Up close and personal with - Kevin Kinser

Kevin Kinser is Professor and Head of the Department of Education Policy Studies, and Senior Scientist in the Center for the Study of Higher Education and Pennsylvania State University. He is also a Senior Fellow for Internationalisation at NAFSA: Association of International Educators. A graduate of Columbia University’s Teachers College (New York), Kinser studies non-traditional and alternative higher education. Co-founder of the Cross-Border Education Research Team (C-BERT) which investigates the scope and impact of international branch campuses worldwide, Kinser is also the author of more than 70 articles, chapters, and scholarly reports, and has written and co-edited a number of books. Kinser is currently co-editing a tome on US quality assurance called Accreditation on the edge: Perspectives and controversies in higher education quality.

 

 

What do you like best about your job and why?
At Pennsylvania State University, I have the privilege of working at a flagship public research university in the United States. I know I have it pretty good compared to faculty at most other institutions around the world. I am deeply appreciative of the opportunities I have as a professor to conduct research and teach about things that I find inherently interesting. I am lucky to have the financial resources and administrative support I need in my role as Department Head for Educational Policy Studies. I enjoy having really smart and talented people around me as my faculty colleagues. The students I work with are engaged and dedicated to their chosen field of study—a true pleasure to be around.

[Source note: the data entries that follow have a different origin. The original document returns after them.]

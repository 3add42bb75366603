use std::{
  io,
  os::unix::process::ExitStatusExt,
  process::{ExitStatus, Output},
};

#[derive(Debug, Clone)]
pub struct CommandOutput {
  pub status: ExitStatus,
  pub stdout: String,
  pub stderr: String,
}

impl CommandOutput {
  pub fn from(output: io::Result<Output>) -> Self {
    match output {
      Ok(output) => Self {
        status: output.status,
        stdout: String::from_utf8_lossy(&output.stdout).into_owned(),
        stderr: String::from_utf8_lossy(&output.stderr).into_owned(),
      },
      Err(e) => CommandOutput::from_err(e),
    }
  }

  pub fn from_err(e: io::Error) -> Self {
    Self {
      status: ExitStatus::from_raw(1),
      stdout: String::new(),
      stderr: format!("{e:#}"),
    }
  }

  pub fn success(&self) -> bool {
    self.status.success()
  }

  /// stdout and stderr joined for error messages.
  pub fn combined(&self) -> String {
    match (self.stdout.is_empty(), self.stderr.is_empty()) {
      (false, false) => {
        format!("stdout: {} | stderr: {}", self.stdout.trim(), self.stderr.trim())
      }
      (false, true) => self.stdout.trim().to_string(),
      (true, false) => self.stderr.trim().to_string(),
      (true, true) => String::from("no output"),
    }
  }
}
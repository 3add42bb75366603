use std::path::Path;

use anyhow::Context;
use orbit_client::{
  api::PeerHint,
  entities::{mesh::MeshPeer, network::NetworkConfig, node::NodePaths},
};

use crate::{config::netd_config, state::net_state};

/// This host's own entry in the peer list handed to a joining host.
/// The public key is derived from the interface private key.
pub fn self_mesh_peer(
  mesh_config_path: &Path,
  manifest: &orbit_client::entities::network::NetworkManifest,
) -> anyhow::Result<MeshPeer> {
  let config = mesh::load_config(mesh_config_path)?
    .context("this host has no mesh config")?;
  let public_key =
    mesh::derive_public_key(&config.interface.private_key)?;
  Ok(MeshPeer {
    public_key,
    endpoint: format!("{}:{}", manifest.public_ip, manifest.mesh_port),
    allowed_ip: config.overlay_ip().to_string(),
  })
}

/// The local object store daemon's identity, read from its repo
/// config. Empty when the repo has not been initialized yet.
pub fn object_store_identity(
  paths: &NodePaths,
  network: &NetworkConfig,
) -> PeerHint {
  let config_path = paths.object_store_repo().join("config");
  let Some(id) = read_json_string(&config_path, &["Identity", "PeerID"])
  else {
    return PeerHint::default();
  };
  PeerHint {
    addrs: vec![format!(
      "/ip4/{}/tcp/{}",
      network.overlay_ip, network.p2p_port
    )],
    id,
  }
}

/// The local pin coordinator's identity, read from its identity file.
pub fn pin_coordinator_hint(
  paths: &NodePaths,
  network: &NetworkConfig,
) -> PeerHint {
  let identity_path = paths.pin_coordinator_dir().join("identity.json");
  let Some(id) = read_json_string(&identity_path, &["id"]) else {
    return PeerHint::default();
  };
  PeerHint {
    addrs: vec![format!("{}/p2p/{id}", network.cluster_listen_multiaddr())],
    id,
  }
}

fn read_json_string(path: &Path, pointer: &[&str]) -> Option<String> {
  let contents = std::fs::read_to_string(path).ok()?;
  let mut value: serde_json::Value =
    serde_json::from_str(&contents).ok()?;
  for key in pointer {
    value = value.get_mut(key)?.take();
  }
  match value {
    serde_json::Value::String(s) if !s.is_empty() => Some(s),
    _ => None,
  }
}

/// Generate the bootstrap self-signed certificate when none exists.
/// Replaced by ACME issuance after the first deployment goes live.
pub async fn ensure_ssl_certs() -> anyhow::Result<()> {
  let config = netd_config();
  let key_file = config.ssl_key_file();
  let cert_file = config.ssl_cert_file();
  if key_file.is_file() && cert_file.is_file() {
    return Ok(());
  }

  info!("Generating self signed certs...");

  if let Some(parent) = key_file.parent() {
    std::fs::create_dir_all(parent)
      .with_context(|| format!("Failed to create {parent:?}"))?;
  }

  let manifest = &net_state().manifest;
  let subject = format!(
    "/C=XX/CN={}",
    manifest
      .host_domain
      .as_deref()
      .unwrap_or(&manifest.network.base_domain)
  );
  let command = format!(
    "openssl req -x509 -newkey rsa:4096 -keyout {} -out {} -sha256 -days 3650 -nodes -subj \"{subject}\"",
    key_file.display(),
    cert_file.display(),
  );
  command::run_stage_shell_command("Generate certs", &command, None)
    .await
    .context("Failed to generate self signed certs")?;
  Ok(())
}
use std::os::unix::fs::PermissionsExt;

use anyhow::Context;
use command::{run_stage_command, run_standard_command};
use orbit_client::entities::SERVICE_USER;
use secrets::Owner;

use crate::{
  config::InstallConfig,
  error::InstallError,
  helpers::{phase_done, service_user_owner},
};

/// Daemons a log file is pre-created for, so the supervisor can open
/// them under the service user.
const LOGGED_DAEMONS: [&str; 5] =
  ["ipfs", "ipfs-cluster", "olricd", "orbitd", "coredns"];

/// Create the service user and the directory tree under the base dir.
pub async fn run(
  config: &InstallConfig,
) -> Result<Owner, InstallError> {
  let owner = ensure_service_user()
    .await
    .map_err(InstallError::preflight)?;

  create_tree(config, owner)
    .await
    .map_err(InstallError::preflight)?;

  phase_done("Provision environment");
  Ok(owner)
}

async fn ensure_service_user() -> anyhow::Result<Owner> {
  if let Ok(owner) = service_user_owner().await {
    return Ok(owner);
  }
  run_stage_command(
    "Create service user",
    &format!(
      "useradd --system --create-home --shell /usr/sbin/nologin {SERVICE_USER}"
    ),
    None,
  )
  .await?;
  service_user_owner()
    .await
    .context("service user missing right after creation")
}

async fn create_tree(
  config: &InstallConfig,
  owner: Owner,
) -> anyhow::Result<()> {
  for dir in config.paths.all_dirs() {
    std::fs::create_dir_all(&dir)
      .with_context(|| format!("Failed to create {dir:?}"))?;
    chown(&dir, owner);
  }

  // The secrets dir alone is operator-eyes-only.
  let secrets_dir = config.paths.secrets();
  std::fs::set_permissions(
    &secrets_dir,
    std::fs::Permissions::from_mode(0o700),
  )
  .with_context(|| format!("Failed to set mode 0700 on {secrets_dir:?}"))?;

  for daemon in LOGGED_DAEMONS {
    let log_file = config.paths.log_file(daemon);
    if !log_file.exists() {
      std::fs::write(&log_file, b"")
        .with_context(|| format!("Failed to create {log_file:?}"))?;
    }
    chown(&log_file, owner);
  }

  // The home dir itself must be traversable by the daemons.
  if let Some(home) = config.paths.base.parent() {
    let _ = run_standard_command(
      &format!("chown {SERVICE_USER}:{SERVICE_USER} {}", home.display()),
      None,
    )
    .await;
  }

  Ok(())
}

fn chown(path: &std::path::Path, owner: Owner) {
  if let Err(e) = std::os::unix::fs::chown(
    path,
    Some(owner.uid),
    Some(owner.gid),
  ) {
    warn!("failed to chown {path:?} | {e:#}");
  }
}
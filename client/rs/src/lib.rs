//! Client for the network surface of Orbit nodes.
//!
//! Covers the two endpoints every live node exposes from its gateway:
//! - `POST /v1/internal/join`: consumed once by a host joining the cluster.
//! - `GET /v1/network/status`: consumed by tooling to discover a node's
//!   peer identifiers before a join.

use anyhow::{Context, anyhow};
use serde::Serialize;

use crate::api::{JoinRequest, JoinResponse, NetworkStatusResponse};

pub mod api;
pub mod entities;

/// Seconds before an in-flight handshake call is abandoned.
pub const HANDSHAKE_TIMEOUT_SECS: u64 = 30;

pub struct OrbitClient {
  address: String,
  client: reqwest::Client,
}

impl OrbitClient {
  /// Client for the bootstrap handshake.
  ///
  /// Certificate verification is disabled: until the first ACME issuance
  /// completes post-join, cluster gateways only hold self-signed certs.
  /// Every call after the join must go through [OrbitClient::new].
  pub fn new_insecure(address: impl Into<String>) -> anyhow::Result<OrbitClient> {
    let client = reqwest::Client::builder()
      .danger_accept_invalid_certs(true)
      .timeout(std::time::Duration::from_secs(HANDSHAKE_TIMEOUT_SECS))
      .build()
      .context("Failed to build http client for join handshake")?;
    Ok(OrbitClient {
      address: normalize_address(address.into()),
      client,
    })
  }

  /// Client with full certificate verification, for any call made
  /// after the host has joined the cluster.
  pub fn new(address: impl Into<String>) -> anyhow::Result<OrbitClient> {
    let client = reqwest::Client::builder()
      .timeout(std::time::Duration::from_secs(HANDSHAKE_TIMEOUT_SECS))
      .build()
      .context("Failed to build http client")?;
    Ok(OrbitClient {
      address: normalize_address(address.into()),
      client,
    })
  }

  /// Submit this host's mesh public key to a live node and receive the
  /// cluster snapshot (overlay address, peers, secrets, bootstrap list).
  ///
  /// A non-2xx response is returned as an error carrying the remote
  /// body verbatim, so the operator sees exactly what the server said.
  pub async fn join(&self, request: &JoinRequest) -> anyhow::Result<JoinResponse> {
    self
      .post("/v1/internal/join", request)
      .await
      .context("Join request was rejected by the remote node")
  }

  /// Fetch the remote node's peer identifiers.
  pub async fn network_status(&self) -> anyhow::Result<NetworkStatusResponse> {
    let address = format!("{}/v1/network/status", self.address);
    let res = self
      .client
      .get(&address)
      .send()
      .await
      .with_context(|| format!("Failed to reach {address}"))?;
    let status = res.status();
    if !status.is_success() {
      let body = res.text().await.unwrap_or_default();
      return Err(anyhow!("{status} | {body}"));
    }
    res
      .json()
      .await
      .context("Failed to parse network status response")
  }

  async fn post<Req: Serialize, Res: serde::de::DeserializeOwned>(
    &self,
    path: &str,
    request: &Req,
  ) -> anyhow::Result<Res> {
    let address = format!("{}{path}", self.address);
    let res = self
      .client
      .post(&address)
      .json(request)
      .send()
      .await
      .with_context(|| format!("Failed to reach {address}"))?;
    let status = res.status();
    if status.is_success() {
      res
        .json()
        .await
        .with_context(|| format!("Failed to parse response from {address}"))
    } else {
      let body = res
        .text()
        .await
        .context("Failed to read response body")?;
      Err(anyhow!("{status} | {body}"))
    }
  }
}

/// `host:port` or bare host becomes an https url, trailing slash dropped.
fn normalize_address(address: String) -> String {
  let address = address.trim().trim_end_matches('/');
  if address.starts_with("http://") || address.starts_with("https://") {
    address.to_string()
  } else {
    format!("https://{address}")
  }
}
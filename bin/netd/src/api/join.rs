use std::{net::Ipv4Addr, path::Path};

use anyhow::{Context, anyhow};
use axum::{Json, http::StatusCode};
use orbit_client::{
  api::{JoinRequest, JoinResponse},
  entities::mesh::MeshPeer,
};
use tokio::sync::Mutex;

use crate::{
  api::ApiError,
  helpers::{
    object_store_identity, pin_coordinator_hint, self_mesh_peer,
  },
  state::{net_state, secret_store},
};

pub async fn handler(
  Json(request): Json<JoinRequest>,
) -> Result<Json<JoinResponse>, ApiError> {
  validate_request(&request)
    .map_err(|e| ApiError(StatusCode::BAD_REQUEST, e))?;
  consume_invite(&request.token)
    .await
    .map_err(|e| ApiError(StatusCode::UNAUTHORIZED, e))?;

  let state = net_state();
  let manifest = &state.manifest;

  let (allocated_ip, existing_peers) = allocate_peer(
    &state.mesh_config_path,
    &state.allocation_lock,
    &request.wg_public_key,
    &request.public_ip,
    manifest.mesh_port,
    true,
  )
  .await?;

  // The joining host connects to every existing peer plus this host.
  let mut wg_peers =
    vec![self_mesh_peer(&state.mesh_config_path, manifest)?];
  wg_peers.extend(existing_peers);

  let store = secret_store();
  let cluster_secret = store
    .ensure_cluster_secret()
    .context("This host has no cluster secret to share")?;
  let swarm_key = store
    .ensure_swarm_key()
    .context("This host has no swarm key to share")?;

  let network = &manifest.network;
  let ipfs_peer = object_store_identity(store.paths(), network);
  let bootstrap_peers = if ipfs_peer.is_empty() {
    Vec::new()
  } else {
    vec![format!(
      "/ip4/{}/tcp/{}/p2p/{}",
      network.overlay_ip, network.p2p_port, ipfs_peer.id
    )]
  };

  info!(
    "allocated overlay address {allocated_ip} to {}",
    request.public_ip
  );

  Ok(Json(JoinResponse {
    wg_ip: allocated_ip.to_string(),
    wg_peers,
    bootstrap_peers,
    ipfs_peer,
    ipfs_cluster_peer: pin_coordinator_hint(store.paths(), network),
    rqlite_join_address: network.sql_raft_adv(),
    base_domain: network.base_domain.clone(),
    cluster_secret,
    swarm_key,
  }))
}

fn validate_request(request: &JoinRequest) -> anyhow::Result<()> {
  if request.wg_public_key.trim().is_empty() {
    return Err(anyhow!("wg_public_key is required"));
  }
  request
    .public_ip
    .parse::<Ipv4Addr>()
    .context("public_ip must be a dotted quad")?;
  Ok(())
}

/// Burn a single-use invite. With no configured token list, any
/// non-empty token passes (the wizard validates out of band).
async fn consume_invite(token: &str) -> anyhow::Result<()> {
  if token.trim().is_empty() {
    return Err(anyhow!("an invite token is required"));
  }
  let Some(invites) = &net_state().invites else {
    return Ok(());
  };
  if invites.lock().await.remove(token) {
    Ok(())
  } else {
    Err(anyhow!("invite token is not valid or was already used"))
  }
}

/// Allocate the smallest free overlay address and commit the new peer
/// to the mesh config, all under the allocation mutex.
///
/// Returns the allocation and the peer list as it stood before the
/// new peer was added. The commit happens before the mutex releases,
/// so a concurrent join observes this allocation as taken.
pub async fn allocate_peer(
  mesh_config_path: &Path,
  lock: &Mutex<()>,
  wg_public_key: &str,
  public_ip: &str,
  mesh_port: u16,
  live: bool,
) -> anyhow::Result<(Ipv4Addr, Vec<MeshPeer>)> {
  let _guard = lock.lock().await;

  let mut config = mesh::load_config(mesh_config_path)?
    .context("this host has no mesh config; it cannot serve joins")?;
  let existing_peers = config.peers.clone();

  let allocated_ip = mesh::next_available_ip(&config)?;
  let peer = MeshPeer {
    public_key: wg_public_key.trim().to_string(),
    endpoint: format!("{public_ip}:{mesh_port}"),
    allowed_ip: allocated_ip.to_string(),
  };
  config.push_peer(peer.clone())?;

  mesh::write_config_file(mesh_config_path, &config.render())
    .await
    .context("Failed to persist mesh config with the new peer")?;

  if live && let Err(e) = mesh::add_live_peer(&peer).await {
    // The config is the durable record; the interface picks the peer
    // up on next restart even if the live add failed.
    warn!("failed to add {allocated_ip} to the live interface | {e:#}");
  }

  Ok((allocated_ip, existing_peers))
}

#[cfg(test)]
mod tests {
  use mesh::{MeshConfig, MeshInterface};

  use super::*;

  async fn write_genesis_config(path: &Path) {
    let config = MeshConfig {
      interface: MeshInterface {
        private_key: mesh::MeshKeypair::generate().private_key,
        address: "10.0.0.1/24".to_string(),
        listen_port: 51820,
      },
      peers: vec![],
    };
    mesh::write_config_file(path, &config.render()).await.unwrap();
  }

  #[tokio::test]
  async fn back_to_back_allocations_are_disjoint() {
    let dir = tempfile::tempdir().unwrap();
    let path = dir.path().join("wg0.conf");
    write_genesis_config(&path).await;
    let lock = Mutex::new(());

    let (first, peers_before_first) = allocate_peer(
      &path, &lock, "a2V5LWE=", "203.0.113.2", 51820, false,
    )
    .await
    .unwrap();
    let (second, _) = allocate_peer(
      &path, &lock, "a2V5LWI=", "203.0.113.3", 51820, false,
    )
    .await
    .unwrap();

    assert!(peers_before_first.is_empty());
    assert_ne!(first, second);
    assert_ne!(first.octets()[3], 1);
    assert_ne!(second.octets()[3], 1);

    // both allocations are recorded in the server's config
    let config = mesh::load_config(&path).unwrap().unwrap();
    let allowed = config
      .peers
      .iter()
      .map(|p| p.allowed_ip.as_str())
      .collect::<Vec<_>>();
    assert!(allowed.contains(&first.to_string().as_str()));
    assert!(allowed.contains(&second.to_string().as_str()));
  }

  #[tokio::test]
  async fn concurrent_allocations_do_not_collide() {
    let dir = tempfile::tempdir().unwrap();
    let path = dir.path().join("wg0.conf");
    write_genesis_config(&path).await;
    let lock = std::sync::Arc::new(Mutex::new(()));
    let path_a = path.clone();
    let path_b = path.clone();
    let lock_a = lock.clone();
    let lock_b = lock.clone();

    let (a, b) = tokio::join!(
      tokio::spawn(async move {
        allocate_peer(
          &path_a, &lock_a, "a2V5LWE=", "203.0.113.2", 51820, false,
        )
        .await
        .unwrap()
        .0
      }),
      tokio::spawn(async move {
        allocate_peer(
          &path_b, &lock_b, "a2V5LWI=", "203.0.113.3", 51820, false,
        )
        .await
        .unwrap()
        .0
      }),
    );
    let (a, b) = (a.unwrap(), b.unwrap());
    assert_ne!(a, b);

    let config = mesh::load_config(&path).unwrap().unwrap();
    assert_eq!(config.peers.len(), 2);
  }

  #[tokio::test]
  async fn duplicate_public_key_is_rejected() {
    let dir = tempfile::tempdir().unwrap();
    let path = dir.path().join("wg0.conf");
    write_genesis_config(&path).await;
    let lock = Mutex::new(());

    allocate_peer(&path, &lock, "a2V5LWE=", "203.0.113.2", 51820, false)
      .await
      .unwrap();
    let res = allocate_peer(
      &path, &lock, "a2V5LWE=", "203.0.113.9", 51820, false,
    )
    .await;
    assert!(res.is_err());
  }
}
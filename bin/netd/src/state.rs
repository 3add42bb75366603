use std::{collections::HashSet, path::PathBuf, sync::OnceLock};

use anyhow::Context;
use orbit_client::entities::network::{
  NETWORK_MANIFEST_FILE, NetworkManifest,
};
use secrets::SecretStore;
use tokio::sync::Mutex;

use crate::config::netd_config;

/// Shared state behind the network surface.
///
/// `allocation_lock` is the cluster-wide critical section for overlay
/// address allocation: concurrent join requests on this host are
/// linearized by it, and the new peer is committed to the mesh config
/// before the lock is released.
pub struct NetState {
  pub manifest: NetworkManifest,
  pub mesh_config_path: PathBuf,
  pub allocation_lock: Mutex<()>,
  /// Remaining single-use invite tokens. None when the operator
  /// configured no token list (any non-empty token accepted).
  pub invites: Option<Mutex<HashSet<String>>>,
}

static NET_STATE: OnceLock<NetState> = OnceLock::new();

/// Load the rendered network manifest and build the state.
/// Called once at startup; the daemon cannot serve without it.
pub fn init_net_state() -> anyhow::Result<&'static NetState> {
  let config = netd_config();
  let manifest_path =
    config.paths.config_file(NETWORK_MANIFEST_FILE);
  let contents =
    std::fs::read_to_string(&manifest_path).with_context(|| {
      format!("Failed to read network manifest at {manifest_path:?}. Has the installer run on this host?")
    })?;
  let manifest: NetworkManifest = serde_json::from_str(&contents)
    .with_context(|| {
      format!("Failed to parse network manifest at {manifest_path:?}")
    })?;
  let state = NetState {
    manifest,
    mesh_config_path: config.mesh_config_path.clone(),
    allocation_lock: Mutex::new(()),
    invites: if config.join_tokens.is_empty() {
      None
    } else {
      Some(Mutex::new(
        config.join_tokens.iter().cloned().collect(),
      ))
    },
  };
  Ok(NET_STATE.get_or_init(|| state))
}

pub fn net_state() -> &'static NetState {
  NET_STATE
    .get()
    .expect("net state accessed before initialization")
}

/// Secret store over the daemon's base directory. The daemon only
/// reads; ownership fixes are the installer's job.
pub fn secret_store() -> SecretStore {
  SecretStore::new(netd_config().paths.clone(), None)
}
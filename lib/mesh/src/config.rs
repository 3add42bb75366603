use std::collections::HashSet;

use anyhow::{Context, anyhow};
use orbit_client::entities::mesh::MeshPeer;

use crate::PERSISTENT_KEEPALIVE;

/// The `[Interface]` section of the mesh config.
#[derive(Debug, Clone, PartialEq, Eq)]
pub struct MeshInterface {
  /// Base64 X25519 private key.
  pub private_key: String,
  /// This host's overlay address in CIDR form, eg `10.0.0.1/24`.
  pub address: String,
  /// UDP listen port.
  pub listen_port: u16,
}

/// In-memory form of `wg0.conf`: one interface, zero or more peers.
#[derive(Debug, Clone, PartialEq, Eq)]
pub struct MeshConfig {
  pub interface: MeshInterface,
  pub peers: Vec<MeshPeer>,
}

impl MeshConfig {
  /// Every peer must carry a distinct public key and a distinct
  /// allowed address. Duplicates indicate a coordination bug.
  pub fn validate(&self) -> anyhow::Result<()> {
    let mut keys = HashSet::new();
    let mut ips = HashSet::new();
    for peer in &self.peers {
      if !keys.insert(peer.public_key.as_str()) {
        return Err(anyhow!(
          "duplicate mesh peer public key: {}",
          peer.public_key
        ));
      }
      if !ips.insert(peer.allowed_ip.as_str()) {
        return Err(anyhow!(
          "duplicate mesh peer allowed address: {}",
          peer.allowed_ip
        ));
      }
    }
    Ok(())
  }

  /// Append a peer, enforcing the uniqueness invariant.
  pub fn push_peer(&mut self, peer: MeshPeer) -> anyhow::Result<()> {
    self.peers.push(peer);
    self.validate()
  }

  /// Render the wg-quick config file.
  pub fn render(&self) -> String {
    let mut out = String::new();
    out.push_str("[Interface]\n");
    out.push_str(&format!("PrivateKey = {}\n", self.interface.private_key));
    out.push_str(&format!("Address = {}\n", self.interface.address));
    out.push_str(&format!("ListenPort = {}\n", self.interface.listen_port));
    for peer in &self.peers {
      out.push('\n');
      out.push_str("[Peer]\n");
      out.push_str(&format!("PublicKey = {}\n", peer.public_key));
      if !peer.endpoint.is_empty() {
        out.push_str(&format!("Endpoint = {}\n", peer.endpoint));
      }
      out.push_str(&format!("AllowedIPs = {}\n", peer.allowed_ip_cidr()));
      out.push_str(&format!(
        "PersistentKeepalive = {PERSISTENT_KEEPALIVE}\n"
      ));
    }
    out
  }

  /// Parse a wg-quick config file back into the model.
  pub fn parse(contents: &str) -> anyhow::Result<MeshConfig> {
    let mut private_key = None;
    let mut address = None;
    let mut listen_port = None;
    let mut peers: Vec<MeshPeer> = Vec::new();
    let mut section = Section::None;

    for (idx, line) in contents.lines().enumerate() {
      let line = line.trim();
      if line.is_empty() || line.starts_with('#') {
        continue;
      }
      match line {
        "[Interface]" => {
          section = Section::Interface;
          continue;
        }
        "[Peer]" => {
          section = Section::Peer;
          peers.push(MeshPeer {
            public_key: String::new(),
            endpoint: String::new(),
            allowed_ip: String::new(),
          });
          continue;
        }
        _ => {}
      }
      let (key, value) = line
        .split_once('=')
        .with_context(|| format!("line {}: expected 'Key = Value'", idx + 1))?;
      let (key, value) = (key.trim(), value.trim());
      match section {
        Section::Interface => match key {
          "PrivateKey" => private_key = Some(value.to_string()),
          "Address" => address = Some(value.to_string()),
          "ListenPort" => {
            listen_port = Some(value.parse().with_context(|| {
              format!("line {}: invalid ListenPort", idx + 1)
            })?)
          }
          _ => {}
        },
        Section::Peer => {
          let peer = peers
            .last_mut()
            .context("peer key before any [Peer] section")?;
          match key {
            "PublicKey" => peer.public_key = value.to_string(),
            "Endpoint" => peer.endpoint = value.to_string(),
            "AllowedIPs" => {
              peer.allowed_ip = value
                .strip_suffix("/32")
                .unwrap_or(value)
                .to_string()
            }
            _ => {}
          }
        }
        Section::None => {
          return Err(anyhow!(
            "line {}: key outside of any section",
            idx + 1
          ));
        }
      }
    }

    let config = MeshConfig {
      interface: MeshInterface {
        private_key: private_key
          .context("mesh config has no PrivateKey")?,
        address: address.context("mesh config has no Address")?,
        listen_port: listen_port
          .context("mesh config has no ListenPort")?,
      },
      peers,
    };
    config.validate()?;
    Ok(config)
  }

  /// The interface address without its prefix length.
  pub fn overlay_ip(&self) -> &str {
    self
      .interface
      .address
      .split_once('/')
      .map(|(ip, _)| ip)
      .unwrap_or(&self.interface.address)
  }
}

enum Section {
  None,
  Interface,
  Peer,
}

#[cfg(test)]
mod tests {
  use super::*;

  fn sample() -> MeshConfig {
    MeshConfig {
      interface: MeshInterface {
        private_key: "cHJpdmF0ZQ==".to_string(),
        address: "10.0.0.2/24".to_string(),
        listen_port: 51820,
      },
      peers: vec![
        MeshPeer {
          public_key: "cGVlcjE=".to_string(),
          endpoint: "203.0.113.1:51820".to_string(),
          allowed_ip: "10.0.0.1".to_string(),
        },
        MeshPeer {
          public_key: "cGVlcjM=".to_string(),
          endpoint: String::new(),
          allowed_ip: "10.0.0.3".to_string(),
        },
      ],
    }
  }

  #[test]
  fn render_parse_round_trip() {
    let config = sample();
    let rendered = config.render();
    assert_eq!(rendered.matches("[Interface]").count(), 1);
    assert_eq!(
      rendered.matches("[Peer]").count(),
      config.peers.len()
    );
    let parsed = MeshConfig::parse(&rendered).unwrap();
    assert_eq!(parsed, config);
  }

  #[test]
  fn passive_peer_has_no_endpoint_line() {
    let rendered = sample().render();
    assert_eq!(rendered.matches("Endpoint = ").count(), 1);
    assert_eq!(rendered.matches("PersistentKeepalive = 25").count(), 2);
  }

  #[test]
  fn duplicate_allowed_ip_fails_validation() {
    let mut config = sample();
    let duplicate = MeshPeer {
      public_key: "b3RoZXI=".to_string(),
      endpoint: String::new(),
      allowed_ip: "10.0.0.1".to_string(),
    };
    assert!(config.push_peer(duplicate).is_err());
  }

  #[test]
  fn duplicate_public_key_fails_validation() {
    let mut config = sample();
    let duplicate = MeshPeer {
      public_key: "cGVlcjE=".to_string(),
      endpoint: String::new(),
      allowed_ip: "10.0.0.9".to_string(),
    };
    assert!(config.push_peer(duplicate).is_err());
  }

  #[test]
  fn overlay_ip_strips_prefix() {
    assert_eq!(sample().overlay_ip(), "10.0.0.2");
  }
}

In sum, I have the best job in the world!

What is your current country of interest and why?
China. It is the most significant country in terms of higher education internationalisation in the world today. My research group – the Cross Border Higher Education Research Team – is launching a C-BERT China focus that draws on affiliated students and scholars to focus our research efforts on topics such as Chinese-foreign Collaboration in Running Schools (CCRS); academic freedom in Chinese international universities; overseas education ventures by Chinese HEIs; the One Belt One Road Initiative; the People-to-People Exchange Initiative; and capacity building in Chinese higher education systems and institutions.

What is your greatest challenge?
Time. I tend to have a lot on my plate, and am always looking at my schedule with amazement at how full it is. It is especially challenging to make sure that my time constraints don’t create stress for the people around me. I try to take the word “busy” out of my vocabulary and will correct people who assume I don’t have the time to listen to their ideas or give them feedback on their work. But, if I could get a few more hours of sleep, it would help!

What keeps you up at night?
I am deeply concerned about how expertise is devalued and even rejected in favor of ideology. This is a direct challenge to the value of truth as a guiding principle for analysing problems and developing solutions to them. The March for Science, held in the US and around the world on Earth Day, shows the significance of this issue and the serious outcome if we ignore the threat. Universities are defined by their collection of faculty experts and need to stand firm in their defense of expertise as having a fundamental role in civil society.

What is your guilty pleasure?
Science Fiction – particularly old science fiction written before the mid-20th century. I am also somewhat of a Trekkie (TNG, for those who are wondering). I could make the argument that science fiction is relevant to internationalisation and cross-cultural understanding. But you’re not asking for justifications, are you?